> **Records provided**
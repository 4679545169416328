use serde::{Deserialize, Serialize};

/// 每条生产线的场景数，也是概念图数量
pub const SCENE_COUNT: usize = 3;

/// 24 秒视频脚本
#[derive(Debug, Clone, PartialEq, Serialize, Deserialize)]
pub struct VideoScript {
    /// 总时长（秒）
    #[serde(rename = "duration")]
    pub total_duration_seconds: f64,
    /// 整体创意
    #[serde(rename = "content", alias = "summary")]
    pub campaign_summary: String,
    pub scenes: Vec<ScriptScene>,
}

/// 一个分镜
#[derive(Debug, Clone, PartialEq, Serialize, Deserialize)]
pub struct ScriptScene {
    /// 时间段，例如 "0-8s"
    pub time: String,
    pub description: String,
    /// 旁白台词
    pub dialogue: String,
    /// 给视频模型的提示词
    #[serde(rename = "veoPrompt", alias = "prompt")]
    pub prompt: String,
}

impl ScriptScene {
    pub fn new(
        time: impl Into<String>,
        description: impl Into<String>,
        dialogue: impl Into<String>,
        prompt: impl Into<String>,
    ) -> Self {
        Self {
            time: time.into(),
            description: description.into(),
            dialogue: dialogue.into(),
            prompt: prompt.into(),
        }
    }
}

impl VideoScript {
    /// 无法解析返回内容时使用的备用脚本
    pub fn fallback() -> Self {
        Self {
            total_duration_seconds: 24.0,
            campaign_summary: "Quảng cáo sản phẩm thời trang cao cấp".to_string(),
            scenes: vec![
                ScriptScene::new(
                    "0-8s",
                    "Mở hộp và giới thiệu sản phẩm",
                    "Chào mọi người, hôm nay mình sẽ unbox chiếc túi siêu xinh này nhé!",
                    "Close-up cinematic shot of a luxury gift box opening on a desk, soft studio lighting, revealing a stylish blue leather handbag, 4k, realistic.",
                ),
                ScriptScene::new(
                    "8-16s",
                    "Chi tiết sản phẩm và tương tác",
                    "Chất liệu da cực kỳ cao cấp, cầm rất chắc tay luôn.",
                    "A girl's hand gracefully touching and lifting a blue handbag, macro shot of the texture and gold zipper, elegant camera slide, bokeh background.",
                ),
                ScriptScene::new(
                    "16-24s",
                    "Model phối đồ cùng túi",
                    "Phối với đồ nào cũng hợp, cực kỳ sang chảnh nhé.",
                    "Fashion model wearing a blue handbag over her shoulder, walking confidently in a modern interior, cinematic tracking shot, high-end fashion commercial style.",
                ),
            ],
        }
    }

    /// 写入压缩包的提示词文本，每个场景一段
    ///
    /// 单行包和总包都使用这一种格式，标题统一为 `--- SCENE {time} ---`。
    pub fn prompt_sheet(&self) -> String {
        self.scenes
            .iter()
            .map(|scene| {
                format!(
                    "--- SCENE {} ---\nPROMPT: {}\nVOICE: {}",
                    scene.time, scene.prompt, scene.dialogue
                )
            })
            .collect::<Vec<_>>()
            .join("\n\n")
    }
}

> **Your assignment**
Render the whole set of entries again, exactly as given.

> **The answer**
repository 4679545169416328
use serde::{Deserialize, Serialize};

/// 每条生产线的场景数，也是概念图数量
pub const SCENE_COUNT: usize = 3;

/// 24 秒视频脚本
#[derive(Debug, Clone, PartialEq, Serialize, Deserialize)]
pub struct VideoScript {
    /// 总时长（秒）
    #[serde(rename = "duration")]
    pub total_duration_seconds: f64,
    /// 整体创意
    #[serde(rename = "content", alias = "summary")]
    pub campaign_summary: String,
    pub scenes: Vec<ScriptScene>,
}

/// 一个分镜
#[derive(Debug, Clone, PartialEq, Serialize, Deserialize)]
pub struct ScriptScene {
    /// 时间段，例如 "0-8s"
    pub time: String,
    pub description: String,
    /// 旁白台词
    pub dialogue: String,
    /// 给视频模型的提示词
    #[serde(rename = "veoPrompt", alias = "prompt")]
    pub prompt: String,
}

impl ScriptScene {
    pub fn new(
        time: impl Into<String>,
        description: impl Into<String>,
        dialogue: impl Into<String>,
        prompt: impl Into<String>,
    ) -> Self {
        Self {
            time: time.into(),
            description: description.into(),
            dialogue: dialogue.into(),
            prompt: prompt.into(),
        }
    }
}

impl VideoScript {
    /// 无法解析返回内容时使用的备用脚本
    pub fn fallback() -> Self {
        Self {
            total_duration_seconds: 24.0,
            campaign_summary: "Quảng cáo sản phẩm thời trang cao cấp".to_string(),
            scenes: vec![
                ScriptScene::new(
                    "0-8s",
                    "Mở hộp và giới thiệu sản phẩm",
                    "Chào mọi người, hôm nay mình sẽ unbox chiếc túi siêu xinh này nhé!",
                    "Close-up cinematic shot of a luxury gift box opening on a desk, soft studio lighting, revealing a stylish blue leather handbag, 4k, realistic.",
                ),
                ScriptScene::new(
                    "8-16s",
                    "Chi tiết sản phẩm và tương tác",
                    "Chất liệu da cực kỳ cao cấp, cầm rất chắc tay luôn.",
                    "A girl's hand gracefully touching and lifting a blue handbag, macro shot of the texture and gold zipper, elegant camera slide, bokeh background.",
                ),
                ScriptScene::new(
                    "16-24s",
                    "Model phối đồ cùng túi",
                    "Phối với đồ nào cũng hợp, cực kỳ sang chảnh nhé.",
                    "Fashion model wearing a blue handbag over her shoulder, walking confidently in a modern interior, cinematic tracking shot, high-end fashion commercial style.",
                ),
            ],
        }
    }

    /// 写入压缩包的提示词文本，每个场景一段
    ///
    /// 单行包和总包都使用这一种格式，标题统一为 `--- SCENE {time} ---`。
    pub fn prompt_sheet(&self) -> String {
        self.scenes
            .iter()
            .map(|scene| {
                format!(
                    "--- SCENE {} ---\nPROMPT: {}\nVOICE: {}",
                    scene.time, scene.prompt, scene.dialogue
                )
            })
            .collect::<Vec<_>>()
            .join("\n\n")
    }
}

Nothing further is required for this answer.